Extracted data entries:
┌──
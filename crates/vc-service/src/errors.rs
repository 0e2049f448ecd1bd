//! Lifecycle error types.
//!
//! Only authorization and lookup failures surface to callers. Transient
//! collaborator failures inside the state machine are logged where they
//! happen and never reach this type, except for provisioning where there
//! is no state to fall back on.

use crate::collaborators::CollaboratorError;
use common::types::{MemberId, RoomId};
use thiserror::Error;

/// Error returned by lifecycle controller operations.
///
/// Maps to HTTP status codes for the dashboard API:
/// - `PermissionDenied`: 403
/// - `SessionNotFound`, `RoomNotFound`: 404
/// - `UnknownTeam`, `NotInRoom`, `NotManaged`: 400
/// - `Collaborator`: 502
/// - `Internal`: 500
#[derive(Debug, Error)]
pub enum LifecycleError {
    /// Requester is neither an administrator nor the session starter.
    #[error("Permission denied: {0}")]
    PermissionDenied(String),

    /// No session is tracked for the room.
    #[error("No session for room {0}")]
    SessionNotFound(RoomId),

    /// Room is not present in the gateway cache.
    #[error("Room not found: {0}")]
    RoomNotFound(RoomId),

    /// Team label outside the closed set.
    #[error("Unknown team: {0}")]
    UnknownTeam(String),

    /// Member is not connected to the session's rooms.
    #[error("Member {member} is not in room {room}")]
    NotInRoom { member: MemberId, room: RoomId },

    /// Room is outside the managed category or is the base room.
    #[error("Room {0} is not managed")]
    NotManaged(RoomId),

    /// External side effect failed where no fallback exists.
    #[error("Collaborator error: {0}")]
    Collaborator(#[from] CollaboratorError),

    /// Actor channel failure.
    #[error("Internal error: {0}")]
    Internal(String),
}

impl LifecycleError {
    /// HTTP status code for this error.
    #[must_use]
    pub fn status_code(&self) -> u16 {
        match self {
            LifecycleError::PermissionDenied(_) => 403,
            LifecycleError::SessionNotFound(_) | LifecycleError::RoomNotFound(_) => 404,
            LifecycleError::UnknownTeam(_)
            | LifecycleError::NotInRoom { .. }
            | LifecycleError::NotManaged(_) => 400,
            LifecycleError::Collaborator(_) => 502,
            LifecycleError::Internal(_) => 500,
        }
    }

    /// User-facing message (no internal details).
    #[must_use]
    pub fn client_message(&self) -> String {
        match self {
            LifecycleError::PermissionDenied(_) => {
                "Only the session starter or an administrator can do that".to_string()
            }
            LifecycleError::SessionNotFound(_) => "No active session for this room".to_string(),
            LifecycleError::RoomNotFound(_) => "Room not found".to_string(),
            LifecycleError::UnknownTeam(label) => format!("Unknown team: {label}"),
            LifecycleError::NotInRoom { .. } => {
                "Join the voice room before using this command".to_string()
            }
            LifecycleError::NotManaged(_) => "This room is not managed".to_string(),
            LifecycleError::Collaborator(_) | LifecycleError::Internal(_) => {
                "An internal error occurred".to_string()
            }
        }
    }
}
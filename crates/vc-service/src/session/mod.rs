//! Session model.
//!
//! A [`Session`] tracks one continuous occupancy of an anchor room: when it
//! started, who started it, every participant's accumulated presence and
//! the team sub-rooms split off from it. Sessions are owned by the
//! [`SessionStore`] inside the lifecycle actor; other tasks only ever see
//! [`SessionSnapshot`] copies.

pub mod presence;
pub mod store;
pub mod teams;

pub use presence::ParticipantRecord;
pub use store::{ProvisionedRooms, SessionStore};
pub use teams::{PanelAction, TeamLabel};

use crate::collaborators::{MemberHandle, RoomHandle};
use chrono::{DateTime, Utc};
use common::types::{GuildId, MemberId, MessageRef, RoomId};
use presence::elapsed_seconds;
use serde::{Deserialize, Serialize};
use std::collections::{BTreeMap, HashMap};

/// One active lifecycle session, keyed by its anchor room.
#[derive(Debug, Clone)]
pub struct Session {
    pub room_id: RoomId,
    pub guild_id: GuildId,
    /// Anchor room name at session start; team rooms are named after it.
    pub room_name: String,
    pub started_at: DateTime<Utc>,
    pub starter_id: MemberId,
    pub participants: HashMap<MemberId, ParticipantRecord>,
    /// Team sub-rooms. Mutated only through [`SessionStore`] so the reverse
    /// index stays in sync.
    pub(crate) team_rooms: BTreeMap<TeamLabel, RoomId>,
    /// Session-start notice in the notice channel.
    pub notice_message: Option<MessageRef>,
    /// Current team panel posted in the anchor room.
    pub(crate) panel_message: Option<MessageRef>,
}

impl Session {
    #[must_use]
    pub fn new(room: &RoomHandle, starter: MemberId, now: DateTime<Utc>) -> Self {
        Self {
            room_id: room.id,
            guild_id: room.guild_id,
            room_name: room.name.clone(),
            started_at: now,
            starter_id: starter,
            participants: HashMap::new(),
            team_rooms: BTreeMap::new(),
            notice_message: None,
            panel_message: None,
        }
    }

    /// Register a member as connected.
    ///
    /// New members get a fresh record; returning members keep their total
    /// and only open a new interval if none is open. The display name is
    /// refreshed either way. Returns `true` if an interval was opened.
    pub fn register(&mut self, member: &MemberHandle, now: DateTime<Utc>) -> bool {
        match self.participants.get_mut(&member.id) {
            Some(record) => {
                record.display_name.clone_from(&member.display_name);
                record.mark_joined(now)
            }
            None => {
                self.participants.insert(
                    member.id,
                    ParticipantRecord::connected(member.display_name.clone(), now),
                );
                true
            }
        }
    }

    /// Close a member's open interval. Returns the seconds added, or `None`
    /// if the member never participated.
    pub fn finalize(
        &mut self,
        member: MemberId,
        display_name: &str,
        now: DateTime<Utc>,
    ) -> Option<i64> {
        let record = self.participants.get_mut(&member)?;
        record.display_name = display_name.to_string();
        Some(record.finalize(now))
    }

    /// Close every open interval (session termination).
    pub fn finalize_all(&mut self, now: DateTime<Utc>) {
        for record in self.participants.values_mut() {
            record.finalize(now);
        }
    }

    #[must_use]
    pub fn connected_count(&self) -> usize {
        self.participants
            .values()
            .filter(|p| p.is_connected())
            .count()
    }

    /// Anchor room followed by every team room.
    #[must_use]
    pub fn room_ids(&self) -> Vec<RoomId> {
        std::iter::once(self.room_id)
            .chain(self.team_rooms.values().copied())
            .collect()
    }

    #[must_use]
    pub fn team_rooms(&self) -> &BTreeMap<TeamLabel, RoomId> {
        &self.team_rooms
    }

    #[must_use]
    pub fn panel_message(&self) -> Option<MessageRef> {
        self.panel_message
    }

    /// History row for a session ending at `ended_at`.
    ///
    /// Call after [`Session::finalize_all`]; open intervals are not counted.
    #[must_use]
    pub fn to_record(&self, ended_at: DateTime<Utc>) -> SessionRecord {
        let participants = self
            .participants
            .iter()
            .map(|(id, p)| {
                (
                    *id,
                    ParticipantSummary {
                        name: p.display_name.clone(),
                        total_seconds: p.total_seconds,
                    },
                )
            })
            .collect();

        SessionRecord {
            guild_id: self.guild_id,
            room_id: self.room_id,
            room_name: self.room_name.clone(),
            started_at: self.started_at,
            ended_at,
            duration_seconds: elapsed_seconds(self.started_at, ended_at),
            participants,
        }
    }

    /// Read model with live totals as of `now`.
    #[must_use]
    pub fn snapshot(&self, now: DateTime<Utc>) -> SessionSnapshot {
        let mut participants: Vec<ParticipantSnapshot> = self
            .participants
            .iter()
            .map(|(id, p)| ParticipantSnapshot {
                member_id: *id,
                name: p.display_name.clone(),
                total_seconds: p.live_total(now),
                connected: p.is_connected(),
                team: p.team,
            })
            .collect();
        participants.sort_by(|a, b| {
            b.total_seconds
                .cmp(&a.total_seconds)
                .then(a.member_id.cmp(&b.member_id))
        });

        SessionSnapshot {
            room_id: self.room_id,
            guild_id: self.guild_id,
            room_name: self.room_name.clone(),
            started_at: self.started_at,
            starter_id: self.starter_id,
            elapsed_seconds: elapsed_seconds(self.started_at, now),
            team_rooms: self.team_rooms.clone(),
            participants,
        }
    }
}

/// Per-participant totals in a finished session.
#[derive(Debug, Clone, PartialEq, Eq, Serialize, Deserialize)]
pub struct ParticipantSummary {
    pub name: String,
    #[serde(rename = "total_sec")]
    pub total_seconds: i64,
}

/// Archived form of a finished session.
#[derive(Debug, Clone, PartialEq, Eq, Serialize, Deserialize)]
pub struct SessionRecord {
    pub guild_id: GuildId,
    pub room_id: RoomId,
    pub room_name: String,
    pub started_at: DateTime<Utc>,
    pub ended_at: DateTime<Utc>,
    pub duration_seconds: i64,
    pub participants: BTreeMap<MemberId, ParticipantSummary>,
}

/// Point-in-time view of a participant.
#[derive(Debug, Clone, PartialEq, Eq, Serialize)]
pub struct ParticipantSnapshot {
    pub member_id: MemberId,
    pub name: String,
    pub total_seconds: i64,
    pub connected: bool,
    pub team: Option<TeamLabel>,
}

/// Point-in-time view of an active session.
#[derive(Debug, Clone, PartialEq, Eq, Serialize)]
pub struct SessionSnapshot {
    pub room_id: RoomId,
    pub guild_id: GuildId,
    pub room_name: String,
    pub started_at: DateTime<Utc>,
    pub starter_id: MemberId,
    pub elapsed_seconds: i64,
    pub team_rooms: BTreeMap<TeamLabel, RoomId>,
    pub participants: Vec<ParticipantSnapshot>,
}

impl SessionSnapshot {
    #[must_use]
    pub fn participant(&self, member: MemberId) -> Option<&ParticipantSnapshot> {
        self.participants.iter().find(|p| p.member_id == member)
    }
}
└──
Out of the records above, pull each line containing the word "never".

*RESULT OF THIS EXERCISE*:
//! happen and never reach this type, except for provisioning where there
    /// if the member never participated.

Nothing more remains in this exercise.